Dataset entries
══════════════════════════════

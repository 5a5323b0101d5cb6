//! Typed event input and the canonical analysis stream.
//!
//! Raw events arrive unordered from the host. The stream builder drops
//! everything outside the observation windows, sorts canonically by
//! `(time, type name)`, and interns type names into dense indices so the
//! likelihood pass can work on parallel arrays.

use std::collections::HashMap;

use serde::{Deserialize, Serialize};

use crate::windows::ObservationWindow;

/// A single life event as supplied by the host.
#[derive(Debug, Clone, PartialEq, Eq, Serialize, Deserialize)]
pub struct Event {
    /// Absolute UTC time in milliseconds.
    #[serde(alias = "timeMs")]
    pub time_ms: i64,
    /// Event type name. Must be non-empty to be usable.
    #[serde(alias = "typeName", alias = "type")]
    pub type_name: String,
}

/// Sorted, typed, window-restricted event stream.
///
/// `times_ms` is non-decreasing and `type_idx[i] < type_names.len()` for all
/// `i`. The interning order follows first appearance in the canonical sort,
/// so any permutation of the same input events produces an identical stream.
#[derive(Debug, Clone, Default, PartialEq, Serialize, Deserialize)]
pub struct EventStream {
    /// Event times in milliseconds, non-decreasing.
    pub times_ms: Vec<i64>,
    /// Per-event index into `type_names`.
    pub type_idx: Vec<usize>,
    /// Interned type names.
    pub type_names: Vec<String>,
    /// Per-type event counts, parallel to `type_names`.
    pub type_counts: Vec<usize>,
}

impl EventStream {
    /// Build the canonical stream from raw events and observation windows.
    ///
    /// Drops events with empty type names and events outside every window.
    pub fn build(events: &[Event], windows: &[ObservationWindow]) -> Self {
        let mut kept: Vec<&Event> = events
            .iter()
            .filter(|e| !e.type_name.is_empty() && window_contains(windows, e.time_ms))
            .collect();
        kept.sort_by(|a, b| {
            a.time_ms
                .cmp(&b.time_ms)
                .then_with(|| a.type_name.cmp(&b.type_name))
        });

        let mut stream = EventStream::default();
        let mut name_to_idx: HashMap<&str, usize> = HashMap::new();
        for e in kept {
            let idx = match name_to_idx.get(e.type_name.as_str()) {
                Some(&idx) => idx,
                None => {
                    let idx = stream.type_names.len();
                    name_to_idx.insert(e.type_name.as_str(), idx);
                    stream.type_names.push(e.type_name.clone());
                    stream.type_counts.push(0);
                    idx
                }
            };
            stream.times_ms.push(e.time_ms);
            stream.type_idx.push(idx);
            stream.type_counts[idx] += 1;
        }
        stream
    }

    /// Number of events in the stream.
    pub fn len(&self) -> usize {
        self.times_ms.len()
    }

    /// True when the stream holds no events.
    pub fn is_empty(&self) -> bool {
        self.times_ms.is_empty()
    }

    /// Number of distinct event types.
    pub fn num_types(&self) -> usize {
        self.type_names.len()
    }
}

/// Binary search for a window containing `time_ms` (half-open intervals).
fn window_contains(windows: &[ObservationWindow], time_ms: i64) -> bool {
    let mut lo = 0usize;
    let mut hi = windows.len();
    while lo < hi {
        let mid = (lo + hi) / 2;
        let w = &windows[mid];
        if time_ms < w.start_ms {
            hi = mid;
        } else if time_ms >= w.end_ms {
            lo = mid + 1;
        } else {
            return true;
        }
    }
    false
}

#[cfg(test)]
mod tests {
    use super::*;

    fn ev(time_ms: i64, name: &str) -> Event {
        Event {
            time_ms,
            type_name: name.to_string(),
        }
    }

    fn one_window() -> Vec<ObservationWindow> {
        vec![ObservationWindow {
            start_ms: 0,
            end_ms: 1_000_000,
        }]
    }

    #[test]
    fn sorts_and_interns() {
        let events = vec![ev(500, "b"), ev(100, "a"), ev(300, "b"), ev(100, "a")];
        let stream = EventStream::build(&events, &one_window());

        assert_eq!(stream.times_ms, vec![100, 100, 300, 500]);
        assert_eq!(stream.type_names, vec!["a", "b"]);
        assert_eq!(stream.type_idx, vec![0, 0, 1, 1]);
        assert_eq!(stream.type_counts, vec![2, 2]);
    }

    #[test]
    fn drops_out_of_window_and_unnamed() {
        let events = vec![
            ev(-5, "a"),
            ev(50, "a"),
            ev(1_000_000, "a"), // end is exclusive
            ev(60, ""),
        ];
        let stream = EventStream::build(&events, &one_window());
        assert_eq!(stream.len(), 1);
        assert_eq!(stream.times_ms, vec![50]);
    }

    #[test]
    fn permutation_of_input_gives_identical_stream() {
        let events = vec![
            ev(10, "wake"),
            ev(10, "coffee"),
            ev(5, "sleep"),
            ev(20, "coffee"),
        ];
        let mut reversed = events.clone();
        reversed.reverse();

        let a = EventStream::build(&events, &one_window());
        let b = EventStream::build(&reversed, &one_window());
        assert_eq!(a, b);
        // Canonical tie-break at t=10 is by name.
        assert_eq!(a.type_names, vec!["sleep", "coffee", "wake"]);
    }

    #[test]
    fn window_lookup_covers_multiple_windows() {
        let windows = vec![
            ObservationWindow {
                start_ms: 0,
                end_ms: 100,
            },
            ObservationWindow {
                start_ms: 200,
                end_ms: 300,
            },
        ];
        let events = vec![ev(50, "a"), ev(150, "a"), ev(250, "a"), ev(299, "a")];
        let stream = EventStream::build(&events, &windows);
        assert_eq!(stream.times_ms, vec![50, 250, 299]);
    }

    #[test]
    fn empty_windows_drop_everything() {
        let stream = EventStream::build(&[ev(1, "a")], &[]);
        assert!(stream.is_empty());
        assert_eq!(stream.num_types(), 0);
    }
}
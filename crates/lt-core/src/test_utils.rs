//! Test support: a deterministic RNG and synthetic event-stream generators.
//!
//! Everything here is seed-driven so tests and benches reproduce exactly.
//! The generators produce millisecond timestamps directly so they can feed
//! the analysis pipeline without further conversion.

use std::f64::consts::TAU;

use crate::stream::Event;

/// Milliseconds per hour.
const HOUR_MS: f64 = 3_600_000.0;

/// Assert that two floating point numbers are approximately equal.
#[macro_export]
macro_rules! assert_approx_eq {
    ($a:expr, $b:expr) => {
        $crate::assert_approx_eq!($a, $b, 1e-9_f64)
    };
    ($a:expr, $b:expr, $epsilon:expr) => {{
        let a: f64 = $a;
        let b: f64 = $b;
        let eps: f64 = $epsilon;
        let diff = (a - b).abs();
        if diff > eps {
            panic!(
                "assertion failed: `(left ~= right)` (left: `{}`, right: `{}`, diff: `{}`, epsilon: `{}`)",
                a, b, diff, eps
            );
        }
    }};
}

/// Small deterministic RNG (xorshift64*). Not for cryptography; for tests.
#[derive(Debug, Clone)]
pub struct XorShift64 {
    state: u64,
}

impl XorShift64 {
    pub fn new(seed: u64) -> Self {
        XorShift64 {
            state: seed.max(1).wrapping_mul(0x9E37_79B9_7F4A_7C15),
        }
    }

    pub fn next_u64(&mut self) -> u64 {
        let mut x = self.state;
        x ^= x >> 12;
        x ^= x << 25;
        x ^= x >> 27;
        self.state = x;
        x.wrapping_mul(0x2545_F491_4F6C_DD1D)
    }

    /// Uniform in `[0, 1)`.
    pub fn next_f64(&mut self) -> f64 {
        (self.next_u64() >> 11) as f64 / (1u64 << 53) as f64
    }

    /// Exponential with the given mean.
    pub fn next_exp(&mut self, mean: f64) -> f64 {
        -mean * (1.0 - self.next_f64()).ln()
    }
}

/// Homogeneous Poisson event times over `[start_ms, end_ms)`.
pub fn poisson_times_ms(
    rng: &mut XorShift64,
    rate_per_hour: f64,
    start_ms: i64,
    end_ms: i64,
) -> Vec<i64> {
    let mut out = Vec::new();
    let mut t = start_ms as f64;
    loop {
        t += rng.next_exp(1.0 / rate_per_hour) * HOUR_MS;
        if t >= end_ms as f64 {
            break;
        }
        out.push(t as i64);
    }
    out
}

/// Inhomogeneous Poisson times with a diurnal rate
/// `base * exp(amp * cos(hour_angle - peak_angle))`, by thinning.
pub fn diurnal_times_ms(
    rng: &mut XorShift64,
    base_rate_per_hour: f64,
    amplitude: f64,
    peak_hour: f64,
    start_ms: i64,
    end_ms: i64,
) -> Vec<i64> {
    let rate_max = base_rate_per_hour * amplitude.exp();
    let peak_angle = TAU * peak_hour / 24.0;
    let mut out = Vec::new();
    let mut t = start_ms as f64;
    loop {
        t += rng.next_exp(1.0 / rate_max) * HOUR_MS;
        if t >= end_ms as f64 {
            break;
        }
        let hour = (t / HOUR_MS).rem_euclid(24.0);
        let angle = TAU * hour / 24.0;
        let rate = base_rate_per_hour * (amplitude * (angle - peak_angle).cos()).exp();
        if rng.next_f64() < rate / rate_max {
            out.push(t as i64);
        }
    }
    out
}

/// For each source time, one spawned time at `Exp(mean_lag_hours)` later.
pub fn spawned_times_ms(
    rng: &mut XorShift64,
    source_times_ms: &[i64],
    mean_lag_hours: f64,
) -> Vec<i64> {
    source_times_ms
        .iter()
        .map(|&t| t + (rng.next_exp(mean_lag_hours) * HOUR_MS) as i64)
        .collect()
}

/// Wrap raw times into named events.
pub fn events_named(name: &str, times_ms: &[i64]) -> Vec<Event> {
    times_ms
        .iter()
        .map(|&t| Event {
            time_ms: t,
            type_name: name.to_string(),
        })
        .collect()
}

══════════════════════════════

**THE TASK**.
Where in the records does the string "outside" appear? Copy every line that has it.

**WRITTEN SOLUTION**.
//! everything outside the observation windows, sorts canonically by
    /// Drops events with empty type names and events outside every window.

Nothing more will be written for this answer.